Doctor's 5 Tips to Improve Gut Health in 30 Days
A gut health specialist shares 5 simple habits — including a cheap fibre supplement — that may improve gut health naturally within 30 days.
A gut health specialist has shared five straightforward habits that she says can help most people feel noticeably better within a month, including a low-cost fibre supplement that has recently gained popularity. Dr Trisha Pasricha, speaking to Business Insider, said that improving gut health naturally does not require expensive interventions — and that simple dietary changes can deliver real results in weeks. Her advice arrives at a time of growing scientific and public interest in the gut microbiome across the UK and beyond.
Why This Matters for Gut Health in the UK
Gut health has become one of the most searched health topics in the UK, with increasing awareness of how the microbiome — the trillions of bacteria, fungi, and other microorganisms living in the digestive tract — influences everything from immunity to mental wellbeing. Research from institutions including King's College London and the British Gut Project has helped establish that the diversity of gut bacteria is closely linked to overall health outcomes. Poor gut health is now associated with conditions ranging from irritable bowel syndrome to anxiety, making the gut-brain connection a central concern for UK health researchers and clinicians alike.

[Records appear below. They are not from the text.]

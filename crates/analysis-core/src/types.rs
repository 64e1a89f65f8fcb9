use chrono::{DateTime, Utc};
use serde::{Deserialize, Serialize};

use crate::stats::round_to;

/// Daily OHLCV history for one ticker.
///
/// All vectors are index-aligned and of equal length. Rows with a null in any
/// column are dropped before the series is built.
#[derive(Debug, Clone, PartialEq, Serialize, Deserialize)]
pub struct PriceSeries {
    pub ticker: String,
    /// Unix seconds
    pub timestamps: Vec<i64>,
    pub close: Vec<f64>,
    pub high: Vec<f64>,
    pub low: Vec<f64>,
    pub volume: Vec<f64>,
}

impl PriceSeries {
    pub fn len(&self) -> usize {
        self.close.len()
    }

    pub fn is_empty(&self) -> bool {
        self.close.is_empty()
    }

    /// Last closing price
    pub fn current_price(&self) -> Option<f64> {
        self.close.last().copied()
    }
}

/// MACD line, signal line and histogram at the last bar.
#[derive(Debug, Clone, Copy, PartialEq, Serialize, Deserialize)]
#[serde(rename_all = "camelCase")]
pub struct MacdValue {
    pub value: f64,
    /// Absent until the MACD line is long enough for a 9-period EMA
    pub signal: Option<f64>,
    pub histogram: f64,
    pub bullish: bool,
}

/// Indicators computed for one ticker. `None` means not enough history.
#[derive(Debug, Clone, PartialEq, Serialize, Deserialize)]
#[serde(rename_all = "camelCase")]
pub struct IndicatorSet {
    pub rsi: Option<f64>,
    pub macd: Option<MacdValue>,
    pub ema20: Option<f64>,
    pub ema50: Option<f64>,
    pub volume_ratio: f64,
    pub above_ema20: bool,
    pub above_ema50: bool,
}

impl IndicatorSet {
    /// Copy with display precision applied: 1 decimal for RSI, 2 for everything else.
    pub fn rounded(&self) -> Self {
        Self {
            rsi: self.rsi.map(|v| round_to(v, 1)),
            macd: self.macd.map(|m| MacdValue {
                value: round_to(m.value, 2),
                signal: m.signal.map(|s| round_to(s, 2)),
                histogram: round_to(m.histogram, 2),
                bullish: m.bullish,
            }),
            ema20: self.ema20.map(|v| round_to(v, 2)),
            ema50: self.ema50.map(|v| round_to(v, 2)),
            volume_ratio: round_to(self.volume_ratio, 2),
            above_ema20: self.above_ema20,
            above_ema50: self.above_ema50,
        }
    }
}

/// Coarse trend classification derived from the composite score
#[derive(Debug, Clone, Copy, PartialEq, Eq, Serialize, Deserialize)]
#[serde(rename_all = "lowercase")]
pub enum TrendSignal {
    Down,
    Weak,
    Moderate,
    Strong,
}

impl TrendSignal {
    pub fn from_score(score: u8) -> Self {
        match score {
            s if s >= 75 => TrendSignal::Strong,
            s if s >= 60 => TrendSignal::Moderate,
            s if s >= 45 => TrendSignal::Weak,
            _ => TrendSignal::Down,
        }
    }

    pub fn emoji(&self) -> &'static str {
        match self {
            TrendSignal::Strong | TrendSignal::Moderate => "🟢",
            TrendSignal::Weak => "🟡",
            TrendSignal::Down => "🔴",
        }
    }

    pub fn as_str(&self) -> &'static str {
        match self {
            TrendSignal::Strong => "strong",
            TrendSignal::Moderate => "moderate",
            TrendSignal::Weak => "weak",
            TrendSignal::Down => "down",
        }
    }
}

/// Scored ticker, ready for ranking
#[derive(Debug, Clone, PartialEq, Serialize, Deserialize)]
#[serde(rename_all = "camelCase")]
pub struct ScoreResult {
    pub ticker: String,
    pub score: u8, // 0 to 100
    pub current_price: f64,
    pub price_change_percent: f64,
    pub indicators: IndicatorSet,
    pub trend_signal: TrendSignal,
    pub trend_emoji: String,
    /// Last 30 closes, oldest first
    pub sparkline: Vec<f64>,
}

/// Outcome of scoring one series
#[derive(Debug, Clone, PartialEq)]
pub enum Assessment {
    Scored(ScoreResult),
    /// Too few closes to score; carries how many were available
    InsufficientData { ticker: String, available: usize },
}

impl Assessment {
    pub fn ticker(&self) -> &str {
        match self {
            Assessment::Scored(result) => &result.ticker,
            Assessment::InsufficientData { ticker, .. } => ticker,
        }
    }

    pub fn score(&self) -> u8 {
        match self {
            Assessment::Scored(result) => result.score,
            Assessment::InsufficientData { .. } => 0,
        }
    }

    pub fn is_insufficient(&self) -> bool {
        matches!(self, Assessment::InsufficientData { .. })
    }
}

/// Per-ticker failure recorded during a scan
#[derive(Debug, Clone, PartialEq, Serialize, Deserialize)]
pub struct ScanFailure {
    pub ticker: String,
    pub message: String,
}

/// Result of one scan request
#[derive(Debug, Clone, Serialize, Deserialize)]
#[serde(rename_all = "camelCase")]
pub struct ScanReport {
    pub scanned_at: DateTime<Utc>,
    /// Descending by score; ties keep request order
    pub ranked: Vec<ScoreResult>,
    #[serde(default, skip_serializing_if = "Vec::is_empty")]
    pub errors: Vec<ScanFailure>,
}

What Dr Pasricha Recommends
According to Business Insider, Dr Pasricha's five tips centre on accessible, evidence-informed habits. These include eating fermented foods — such as yoghurt, kefir, and kimchi — which introduce beneficial live bacteria into the gut. She also highlighted the value of adding a fibre supplement, describing it as a "trendy" yet affordable option that supports the microbiome by feeding beneficial bacteria. Per the source, her broader recommendations emphasise increasing dietary fibre intake, reducing ultra-processed foods, and building consistent daily habits rather than seeking short-term fixes.
What This Means for UK Readers
For health-conscious adults in the UK, Dr Pasricha's guidance aligns closely with NHS gut health advice and the UK Eatwell Guide's emphasis on fibre-rich foods. The British Dietetic Association (BDA) similarly recommends fermented foods and adequate fibre — around 30g per day — as cornerstones of digestive health. Her framing of gut improvement as achievable within 30 days offers a practical timeframe that may help people in the UK begin making sustainable changes without feeling overwhelmed.
Dr Pasricha's recommendations reinforce a growing body of evidence suggesting that the gut microbiome UK-wide is shaped significantly by everyday dietary choices. Small, consistent changes — rather than radical dietary overhauls — appear to be the most effective route to better digestive and mental health through the gut-brain connection.